University College, London
University College, London

At last! A Labour u-turn which might materially benefit our economy, rather than just accelerate our descent into perma-stagnation and mass impoverishment. The Government has announced it will raise the tuition fees cap and let them increase with inflation to just over £9,500 next autumn.

It’s been delicious to watch the fallout: Bridget Phillipson, Labour’s class warrior-in-chief, was flailing in the chamber on Tuesday as she defended her party’s 74th volte-face since October. “There are no easy options,” the education secretary dutifully recited, and she probably meant it. After all, just last year Phillipson vowed to overhaul the graduate repayment system to give young people “breathing space at the start of their working lives”. Now, she’s increasing fees by nearly £300 a year.

Labour’s plan is imperfect, and hardly represents a total rejection of Tony Blair’s calamitous expansion of higher education. If anything, they should go much further, as an increase this small risks sustaining failing institutions on life support – some 40 per cent are expected to run deficits this year – when we ought to let them die. And there’s the small matter of student loans, many of which are expected to be written off with the embattled taxpayer once again left footing the bill. One for David Goldstone’s in-tray, perhaps, as he assumes his role as Chair of Labour’s newly-established “Office for Value for Money”.

Ultimately, the level of fees is a secondary issue. The bigger problem is that we lack a functioning market in higher education. If fees were set freely, we would see competition and differentiation. It would be more costly to study Medicine or Engineering at Imperial than Drama or Geography (reportedly the two degrees offering the worst value for money for students) at some second-rate institution. And it would allow universities to hike costs for STEM degrees, perhaps reducing the cohorts they churn out with certificates in Tourism Management.

But something must bring this racket to an end. To promise young people prestige and a pay packet that may never arrive, in exchange for almost £30,000 and three years of their lives, is morally repugnant. Well over a third of university-educated workers outside London are now in jobs which do not even require a degree. A 2020 study by the Institute for Fiscal Studies found that one in five students would be financially worse off over their lifetimes for having gone to university, as the effects of tax, lost earnings during study and fees gobble up any benefit they might have gained.
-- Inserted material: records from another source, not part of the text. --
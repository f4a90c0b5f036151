//! Integration tests for the bearer authentication middleware

use std::sync::Arc;

use actix_web::{test, web, App, HttpResponse};
use jm_api::dto::SessionResponse;
use jm_api::middleware::auth::{JwtAuth, SessionContext, SessionGuard, REFRESH_HEADER};
use jm_core::{InMemoryRevocationStore, TokenManager, TokenManagerConfig};
use jm_shared::ErrorResponse;
use serde_json::{json, Map};

type Manager = TokenManager<InMemoryRevocationStore>;

const SECRET: &str = "middleware-secret";

fn manager(config: TokenManagerConfig) -> Arc<Manager> {
    Arc::new(TokenManager::new(InMemoryRevocationStore::new(), config).unwrap())
}

async fn protected(session: SessionContext) -> HttpResponse {
    HttpResponse::Ok().json(json!({ "subject": session.subject, "jti": session.jti }))
}

macro_rules! protected_app {
    ($manager:expr) => {{
        let sessions: Arc<dyn SessionGuard> = $manager;
        test::init_service(
            App::new()
                .app_data(web::Data::from(sessions))
                .service(
                    web::scope("")
                        .wrap(JwtAuth::new())
                        .route("/protected", web::get().to(protected)),
                ),
        )
        .await
    }};
}

#[actix_web::test]
async fn test_middleware_requires_auth_header() {
    let app = protected_app!(manager(TokenManagerConfig::new(SECRET, "test")));

    let req = test::TestRequest::get().uri("/protected").to_request();
    let resp = test::call_service(&app, req).await;

    assert_eq!(resp.status(), 401);
    let body: ErrorResponse = test::read_body_json(resp).await;
    assert_eq!(body.error, "UNAUTHORIZED");
}

#[actix_web::test]
async fn test_middleware_rejects_malformed_token() {
    let app = protected_app!(manager(TokenManagerConfig::new(SECRET, "test")));

    let req = test::TestRequest::get()
        .uri("/protected")
        .insert_header(("Authorization", "Bearer invalid-token"))
        .to_request();
    let resp = test::call_service(&app, req).await;

    assert_eq!(resp.status(), 401);
    let body: ErrorResponse = test::read_body_json(resp).await;
    assert_eq!(body.error, "TOKEN_INVALID");
}

#[actix_web::test]
async fn test_middleware_rejects_foreign_signature() {
    let other = manager(TokenManagerConfig::new("someone-else", "test"));
    let token = other.generate("web", "1", Map::new()).unwrap();
    let app = protected_app!(manager(TokenManagerConfig::new(SECRET, "test")));

    let req = test::TestRequest::get()
        .uri("/protected")
        .insert_header(("Authorization", format!("Bearer {}", token)))
        .to_request();
    let resp = test::call_service(&app, req).await;

    assert_eq!(resp.status(), 401);
}

#[actix_web::test]
async fn test_middleware_accepts_valid_token() {
    let manager = manager(TokenManagerConfig::new(SECRET, "test"));
    let token = manager.generate("web", "42", Map::new()).unwrap();
    let app = protected_app!(manager.clone());

    let req = test::TestRequest::get()
        .uri("/protected")
        .insert_header(("Authorization", format!("Bearer {}", token)))
        .to_request();
    let resp = test::call_service(&app, req).await;

    assert_eq!(resp.status(), 200);
    assert!(resp.headers().get(REFRESH_HEADER).is_none());

    let body: serde_json::Value = test::read_body_json(resp).await;
    assert_eq!(body["subject"], "42");
    assert_eq!(
        body["jti"],
        json!(manager.decode_payload(&token).unwrap().jti().unwrap())
    );
}

#[actix_web::test]
async fn test_middleware_flags_tokens_past_renewal_window() {
    let manager = manager(TokenManagerConfig::new(SECRET, "test").with_renew_seconds(0));
    let token = manager.generate("web", "42", Map::new()).unwrap();
    let app = protected_app!(manager);

    actix_rt::time::sleep(std::time::Duration::from_millis(1100)).await;

    let req = test::TestRequest::get()
        .uri("/protected")
        .insert_header(("Authorization", format!("Bearer {}", token)))
        .to_request();
    let resp = test::call_service(&app, req).await;

    assert_eq!(resp.status(), 200);
    assert_eq!(resp.headers().get(REFRESH_HEADER).unwrap(), "true");
}

#[actix_web::test]
async fn test_middleware_rejects_expired_token() {
    let manager = manager(
        TokenManagerConfig::new(SECRET, "test")
            .with_expire_seconds(1)
            .with_renew_seconds(1),
    );
    let token = manager.generate("web", "42", Map::new()).unwrap();
    let app = protected_app!(manager);

    actix_rt::time::sleep(std::time::Duration::from_millis(2100)).await;

    let req = test::TestRequest::get()
        .uri("/protected")
        .insert_header(("Authorization", format!("Bearer {}", token)))
        .to_request();
    let resp = test::call_service(&app, req).await;

    assert_eq!(resp.status(), 401);
    let body: ErrorResponse = test::read_body_json(resp).await;
    assert_eq!(body.error, "TOKEN_EXPIRED");
}

#[actix_web::test]
async fn test_session_extractor_without_middleware() {
    let app = test::init_service(App::new().route("/protected", web::get().to(protected))).await;

    let req = test::TestRequest::get().uri("/protected").to_request();
    let resp = test::call_service(&app, req).await;

    assert_eq!(resp.status(), 401);
}

#[actix_web::test]
async fn test_session_endpoint_returns_claims() {
    let manager = manager(TokenManagerConfig::new(SECRET, "issuer-a"));
    let mut extra = Map::new();
    extra.insert("role".to_string(), json!("admin"));
    let token = manager.generate("mobile", "7", extra).unwrap();

    let sessions: Arc<dyn SessionGuard> = manager;
    let app = test::init_service(jm_api::create_app(sessions)).await;

    let req = test::TestRequest::get()
        .uri("/api/v1/auth/session")
        .insert_header(("Authorization", format!("Bearer {}", token)))
        .to_request();
    let resp = test::call_service(&app, req).await;
    assert_eq!(resp.status(), 200);

    let body: SessionResponse = test::read_body_json(resp).await;
    assert_eq!(body.subject, "7");
    assert_eq!(body.audience.as_deref(), Some("mobile"));
    assert_eq!(body.issuer.as_deref(), Some("issuer-a"));
    assert_eq!(body.expires_at, body.issued_at + 900);
    assert!(!body.needs_refresh);
    assert_eq!(body.claims["role"], json!("admin"));
}

#[actix_web::test]
async fn test_health_and_not_found() {
    let sessions: Arc<dyn SessionGuard> = manager(TokenManagerConfig::new(SECRET, "test"));
    let app = test::init_service(jm_api::create_app(sessions)).await;

    let resp = test::call_service(&app, test::TestRequest::get().uri("/health").to_request()).await;
    assert_eq!(resp.status(), 200);
    let body: serde_json::Value = test::read_body_json(resp).await;
    assert_eq!(body["status"], "healthy");

    let resp = test::call_service(&app, test::TestRequest::get().uri("/nowhere").to_request()).await;
    assert_eq!(resp.status(), 404);
}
Dr Stephen Davies, formerly of George Mason University, argues the central problem is that higher education institutions have been reduced to “certification machines”. To that end, students are not the customers, but the product. But if the real consumers in this dysfunctional wheeze are graduate employers, they ought to have skin in the game. They should care that only a quarter of UK graduates have high-level literacy skills (a figure which, quite incredibly, is higher than the OECD average). Higher fees might be the trigger they need to reevaluate their approach.

Even if this is for the public good, it could be politically costly for Labour. It took the Liberal Democrats 14 years to recover from their tuition fees betrayal, and young people are unlikely to show much clemency towards Keir Starmer who, just four years ago, pledged to abolish them entirely.

But young people should reserve some of their wrath for the sector itself: for the university administrators on absurdly inflated salaries who often pursue neither academic excellence nor the public interest, and the growing ideological uniformity amongst faculty. We now barely blink when professors are hounded out for holding mainstream views on transgender issues, or when academics tweet such drivel as “congratulations to Kemi Badenoch, ‘the shining ebony example that the Psychosis of Whiteness is not reserved for those with white skin’”. But if we must have homogeneity of thought in academia, we should at least spare the public – who may not be university educated themselves – from paying for it.

Let’s hope that even a small increase in tuition fees can precipitate a sharp fall in demand and applications. Some universities make a major contribution to our national and cultural life and to the economy. Many do not, and the state shouldn’t be in the business of artificially propping them up.